From the top of the records below, return each line exactly, ending with the line that contains "use f3::device::file_emulator::FileDevice;".

* * * * * * * * *

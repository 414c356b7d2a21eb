//! E2E: a drive whose announced capacity far exceeds its real capacity, with
//! no wraparound behaviour, must be classified as `Limbo` and its real size
//! recovered exactly.

use tempfile::tempdir;

use f3::device::file_emulator::FileDevice;
use f3::{probe_device, FakeType};

#[test]
fn limbo_drive_reports_its_true_capacity() {
    let dir = tempdir().unwrap();
    let path = dir.path().join("limbo.img");
    let order = 12u32;
    let real = 64u64 << 20; // 64 MiB real
    let announced = 8u64 << 30; // 8 GiB announced
    let mut dev = FileDevice::create(path, real, announced, 63, order, None, false, false).unwrap();

    let result = probe_device(&mut dev).expect("probe should succeed against a limbo drive");

    assert_eq!(result.fake_type, FakeType::Limbo);
    assert_eq!(result.real_size_byte, real);
    assert_eq!(result.announced_size_byte, announced);
}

* * * * * * * * *

Response area:
repository 414c356b7d2a21eb
//! E2E: a drive whose announced capacity far exceeds its real capacity, with
//! no wraparound behaviour, must be classified as `Limbo` and its real size
//! recovered exactly.

use tempfile::tempdir;

use f3::device::file_emulator::FileDevice;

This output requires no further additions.